Omega Psi Phi chapters provide lunches to Montgomery health care workers
Three Montgomery area chapters of Omega Psi Phi Fraternity joined forces to provide lunches for Jackson Hospital employees Friday. Known in Montgomery as the “Capital City Ques,” with Ques being a nickname for fraternity members, the groups wanted to show appreciation for the health care professionals as they treat COVID-19 patients.
The two graduate chapters, Sigma Phi Chapter and Omega Iota Iota Chapter, along with Alabama State University’s collegiate chapter Gamma Sigma Chapter, prepared over 1,000 meals for the hospital’s medical professionals and administrative staff. The event’s co-coordinators, fraternity members Bennie Cooks and Gregory Johnson, were pleased with the turnout and outcome.
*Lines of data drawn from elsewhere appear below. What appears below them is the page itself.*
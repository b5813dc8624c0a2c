#![allow(dead_code)]

use axum::{
    Router,
    body::{Body, to_bytes},
    http::{HeaderMap, Request, StatusCode},
};
use daily_tracker::{Config, TrackerState, db::TrackerStorage, tracker_router};
use serde_json::Value;
use tempfile::TempDir;
use tower::ServiceExt;

pub const INDEX_HTML: &str = "<!doctype html><title>tracker test page</title>";

pub struct TestApp {
    pub app: Router,
    pub state: TrackerState,
    _dir: TempDir,
}

/// Router over a throwaway SQLite file and static directory.
pub async fn spawn_app() -> TestApp {
    let dir = tempfile::tempdir().expect("failed to create temp dir");
    let database_url = format!(
        "sqlite://{}?mode=rwc",
        dir.path().join("tracker.sqlite").display()
    );
    let static_dir = dir.path().join("static");
    std::fs::create_dir_all(&static_dir).expect("failed to create static dir");
    std::fs::write(static_dir.join("index.html"), INDEX_HTML).expect("failed to write index");

    let storage = TrackerStorage::connect(&database_url)
        .await
        .expect("failed to open test database");
    let cfg = Config {
        database_url,
        secret_key: "test-secret".to_string(),
        password_salt: "test-salt".to_string(),
        static_dir,
        ..Config::default()
    };
    let state = TrackerState::new(storage, &cfg);
    let app = tracker_router(state.clone());

    TestApp {
        app,
        state,
        _dir: dir,
    }
}

pub fn json_request(method: &str, uri: &str, token: Option<&str>, body: &Value) -> Request<Body> {
    let mut builder = Request::builder()
        .method(method)
        .uri(uri)
        .header("content-type", "application/json");
    if let Some(token) = token {
        builder = builder.header("authorization", format!("Bearer {token}"));
    }
    builder
        .body(Body::from(body.to_string()))
        .expect("failed to build request")
}

pub fn get_request(uri: &str, token: Option<&str>) -> Request<Body> {
    let mut builder = Request::builder().method("GET").uri(uri);
    if let Some(token) = token {
        builder = builder.header("authorization", format!("Bearer {token}"));
    }
    builder.body(Body::empty()).expect("failed to build request")
}

pub struct TestResponse {
    pub status: StatusCode,
    pub headers: HeaderMap,
    pub text: String,
}

impl TestResponse {
    pub fn json(&self) -> Value {
        serde_json::from_str(&self.text).expect("response body was not json")
    }

    pub fn error_code(&self) -> String {
        self.json()["error"]["code"]
            .as_str()
            .expect("missing error code")
            .to_string()
    }
}

pub async fn send(app: &Router, req: Request<Body>) -> TestResponse {
    let resp = app.clone().oneshot(req).await.expect("request failed");
    let status = resp.status();
    let headers = resp.headers().clone();
    let body = to_bytes(resp.into_body(), usize::MAX)
        .await
        .expect("failed to read response body");
    TestResponse {
        status,
        headers,
        text: String::from_utf8(body.to_vec()).expect("response body was not utf-8"),
    }
}

/// Register a user and return `(token, user_id)`.
pub async fn register(app: &Router, email: &str, name: &str) -> (String, i64) {
    let resp = send(
        app,
        json_request(
            "POST",
            "/auth/register",
            None,
            &serde_json::json!({
                "email": email,
                "password": "walking123",
                "name": name,
                "age": 30,
            }),
        ),
    )
    .await;
    assert_eq!(resp.status, StatusCode::CREATED, "register failed: {}", resp.text);
    let body = resp.json();
    (
        body["token"].as_str().expect("token").to_string(),
        body["user"]["id"].as_i64().expect("user id"),
    )
}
Fraternity member Howard “Cupcake” Cooper created the community service initiative for the Capital City Ques. Since May, the group of fraternity brothers has provided pancakes on Saturday mornings to different Montgomery schools offering drive-thru breakfast to the neighborhood.
“This entire concept was Cupcake’s baby and is something he is extremely proud of,” Johnson said. “Brother Cooper is currently in Birmingham recuperating from a long-needed kidney transplant, but he relied on his brothers at home to not put down the torch in his absence.”
With COVID-19 cases causing growing numbers of hospitalizations and deaths throughout the state, showing appreciation to overworked medical workers is significant, Cooks said.
“Now more than ever, it’s important to show our health care workers how essential they have been and continue to be,” he said. “We call them essential, front-line workers for a reason. The fraternity was founded on service, operates on service and service to the community, and those that make a difference is what we celebrate today. This is one of many projects that the Capital City Ques have done and plans on finishing the year out with providing meals to each hospital in the area. We are nowhere near done.”
Golden Flake and Budweiser sponsored the event. Fraternity members Montgomery City Councilman Oronde Mitchell and Alabama State University football coach Donald Hill-Eley helped distribute meals. Other community leaders, including members from local sororities, prepared and distributed meals.
Founded on the campus of Washington, D.C.’s Howard University on Nov. 17, 1911, Omega Psi Phi Fraternity is a founding member of the National Pan-Hellenic Council (NPHC), an association of the nine historically black Greek letter organizations. The fraternity has over 700 chapters globally.